Distressed borrowers

Further, the government suspended listing for all persons, including companies, at Credit Reference Bureau for any defaults on loans during the Covid-19 season.

For its part, the CBK lowered the Cash Reserve Ratio to 4.2 per cent, a decision that released Sh35.2 billion additional liquidity to commercial banks to support distressed borrowers. The regulator also offered flexibility to banks on loans that were active as of March 2020 to maintain liquidity levels.

The Treasury also released Sh10 billion for VAT refunds, while the taxman has urged citizens to play their part as they enjoy the reliefs. "As the country faces this global health challenge, all citizens are called upon to play their part. Therefore, we are encouraging all taxpayers to continue paying all taxes due to support the government in provision of critical services," the Kenya Revenue Authority (KRA) said in an earlier statement.

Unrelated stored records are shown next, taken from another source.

/// Advance the race by one tick
pub fn tick(state: &mut LaneRaceState, input: &TickInput, dt: f32) {
    if input.start && state.phase != RunPhase::Playing {
        state.start();
    }

    // Frame-rate independent scaling of the per-frame constants
    let frames = dt * 60.0;
    state.background_offset = (state.background_offset + state.scroll_speed / 60.0 * frames) % 100.0;

    if state.phase != RunPhase::Playing {
        return;
    }

    let c = state.config.clone();

    let mut dx = 0.0;
    if input.left {
        dx -= c.car_key_speed * frames;
    }
    if input.right {
        dx += c.car_key_speed * frames;
    }
    if dx != 0.0 {
        state.car_x += dx;
        state.clamp_car(c.key_margin);
    }
    if input.drag != 0.0 {
        state.car_x += input.drag * c.drag_factor;
        state.clamp_car(0.0);
    }

    let step = state.scroll_speed / 60.0 * frames;

    state.obstacle_timer += dt;
    if state.obstacle_timer >= c.obstacle_interval {
        state.obstacle_timer = 0.0;
        let cone = state.spawn_in_random_lane(c.obstacle_spawn_y, c.obstacle_size);
        log::debug!("lane race: cone #{} in lane {}", cone.id, cone.lane);
        state.cones.push(cone);
    }

    let limit = state.screen.y + c.obstacle_despawn_margin;
    for cone in &mut state.cones {
        cone.pos.y += step;
    }
    state.cones.retain(|cone| cone.pos.y <= limit);

    let car_hitbox = state.car_rect().inset(c.obstacle_inset);
    if state.cones.iter().any(|cone| car_hitbox.overlaps(&cone.rect())) {
        state.game_over();
        return;
    }

    state.coin_timer += dt;
    if state.coin_timer >= c.coin_interval {
        state.coin_timer = 0.0;
        if state.rng.chance(c.coin_chance) {
            let coin = state.spawn_in_random_lane(c.coin_spawn_y, c.coin_size);
            state.coin_items.push(coin);
        }
    }

    let limit = state.screen.y + c.coin_despawn_margin;
    for coin in &mut state.coin_items {
        coin.pos.y += step;
    }
    state.coin_items.retain(|coin| coin.pos.y <= limit);

    let car = state.car_rect();
    let before = state.coin_items.len();
    state.coin_items.retain(|coin| !car.overlaps(&coin.rect()));
    let got = (before - state.coin_items.len()) as u32;
    if got > 0 {
        state.coins += got;
        state.events.push(GameEvent::Coin);
    }
}

pub fn draw(state: &LaneRaceState, list: &mut DrawList) {
    list.clear = colors::GRASS;
    let road = Rect::new(state.side_width(), 0.0, state.road_width(), state.screen.y);
    list.rect(road, colors::ROAD);

    let dash = 60.0;
    let offset = state.background_offset / 100.0 * dash * 2.0;
    for lane in 1..state.config.lane_count {
        let x = road.x + lane as f32 * state.lane_width();
        let mut y = -dash * 2.0 + offset;
        while y < state.screen.y {
            list.rect(Rect::new(x - 3.0, y, 6.0, dash), colors::LANE_MARK);
            y += dash * 2.0;
        }
    }

    for coin in &state.coin_items {
        list.circle(coin.pos, coin.size.x / 2.0, colors::COIN);
    }
    for cone in &state.cones {
        let r = cone.rect();
        list.rect(r, colors::CONE);
        list.rect(Rect::new(r.x, r.center().y - 4.0, r.w, 8.0), colors::TEXT);
    }
    list.rect(state.car_rect(), colors::HAZARD);

    match state.phase {
        RunPhase::Title => shapes::banner(list, "LANE RACE", &["Tap to start".to_string()]),
        RunPhase::GameOver => shapes::banner(
            list,
            "GAME OVER",
            &[
                format!("Score {}", state.score()),
                format!("{} coins", state.coins),
            ],
        ),
        RunPhase::Playing => {}
    }
}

KRA said taxpayers are required to determine correctly their tax liability and remit the same in a timely manner. "KRA will decisively handle any matter that pertains to deliberate non-payment of taxes. In the event that a taxpayer is not able to honour the agreed payment plan, it's mandatory that the same is reviewed and agreed with our debt team," KRA warned.

Then there is the Sh10 billion National Hygiene Programme also known as the Kazi Mtaani initiative, which has been characterised by delays in payments.

The programme hopes to clean up urban spaces as well as give young people gainful employment. President Uhuru Kenyatta launched the plan in May and hopes to hire 200,000 young people across the country through an initial investment of Sh10 billion. Without extra funding, this plan is set for a natural death.